Alors je dirais que c’est rare qu’on les entende, parce qu’aujourd’hui, 40% de femmes sont des agricultrices dans les nouvelles générations, donc c’est en progression. Ce qui est vrai, c’est que les agricultrices ont travaillé longtemps dans l’ombre derrière leurs conjoints et on n’a pas beaucoup parlé d’elles. On le voit aujourd’hui sur les retraites des agricultrices, qui sont à moins de 700 euros par mois.

Leur statut a pourtant évolué ?
Beaucoup étaient conjointes collaboratrices ou associées avec leurs conjoints. Mais aujourd’hui, les retraites des agriculteurs sont vraiment dérisoires : les retraites des hommes sont à 1 000 euros et les retraites de femmes sont à 700 euros.

Est-ce qu’il y a un espoir que les choses progressent ?
Il y a toujours espoir et il faut garder espoir, sinon je ne ferais pas ce que je fais. Et le syndicalisme FDSEA est là pour défendre les intérêts de tous et faire avancer cette machine infernale. On veut faire comprendre à l’État, à tout le monde, qu’il faut défendre la production Française pour qu’on puisse vivre dignement de notre métier. Tout simplement. Donc c’est ce que l’on fait comprendre depuis le début d’année. Vous avez dû beaucoup nous entendre dans la rue en janvier, février, mars. Il y a beaucoup de choses qui ont été dites, entendues, maintenant, il faut qu’elles aboutissent.

Avez-vous toujours voulu être agricultrice ?
Mes parents avaient une ferme, une petite exploitation familiale sur l’Ouest lyonnais. Et puis, j’ai fait des écoles hôtelières. Je n’ai pas du tout été dans le milieu agricole.

Quel était votre rêve d’enfant ?
L’agriculture m’a toujours passionnée. Mais la ferme de mes parents était trop petite pour rester. Donc, c’est mon frère qui est resté sur l’exploitation familiale. Je suis partie dans une école hôtelière et puis la vie en a décidé autrement. A la rencontre de mon conjoint, j’ai choisi de rester avec lui et de travailler sur son exploitation. Je me suis installée en 2001 à seulement 21 ans et puis j’ai eu deux enfants, Marie-Laurence et Guillaume, 23 et 21 ans. Ils sont passionnés d’agriculture et ont suivi des études d’agriculture. Guillaume s’est installé avec moi depuis le 1er janvier et Marie espère s’installer également. Je pense qu’aujourd’hui il ne faut pas décourager nos enfants, il faut plutôt leur donner envie de réaliser leurs rêves, mais leur donner envie aussi de travailler avec nous pour produire les matières premières que vous consommez.

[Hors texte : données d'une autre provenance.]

//! 成本跟踪模块：按模型价格计算调用成本，并跟踪累计花费与预算状态。
//!
//! # Cost Tracking Module
//!
//! Turns the [`TokenUsage`](crate::types::TokenUsage) reported in a stream's
//! metadata record into money, and keeps a running total against an optional
//! budget.
//!
//! | Component | Description |
//! |-----------|-------------|
//! | [`ModelPricing`] | Per-1k-token prompt and completion prices for one model |
//! | [`CostEstimate`] | Cost breakdown of a single call |
//! | [`CostTracker`] | Thread-safe accumulator with budget thresholds |
//! | [`BudgetStatus`] | Within budget, past 80 %, or exceeded |
//!
//! ## Example
//!
//! ```rust
//! use neural_terminal::tokens::{BudgetStatus, CostTracker, ModelPricing};
//! use neural_terminal::types::TokenUsage;
//!
//! let tracker = CostTracker::new(Some(ModelPricing::new("demo", 1.0, 2.0)), Some(0.01));
//! let status = tracker.record(&TokenUsage::new(4, 1));
//! assert_eq!(status, BudgetStatus::WithinBudget);
//! assert!((tracker.accumulated() - 0.006).abs() < 1e-12);
//! ```

mod cost;
mod pricing;

pub use cost::{BudgetStatus, CostTracker};
pub use pricing::{CostEstimate, ModelPricing};
//! Small shared helpers.

pub mod serde_secs;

Avez-vous eu le sentiment d’avoir des freins en tant que femme dans cet univers pour négocier, vous imposer par exemple ?
C’est forcément plus compliqué puisque dans le métier déjà, c’est plus dur physiquement, même si la mécanisation nous a facilité le travail et aujourd’hui c’est plus facile d’être une femme agricultrice. En revanche, dans mon deuxième métier, les responsabilités syndicales, c’est toujours plus difficile d’être une femme pour se faire entendre.

« Si on a de belles assiettes, c’est grâce à des producteurs qui font de beaux produits »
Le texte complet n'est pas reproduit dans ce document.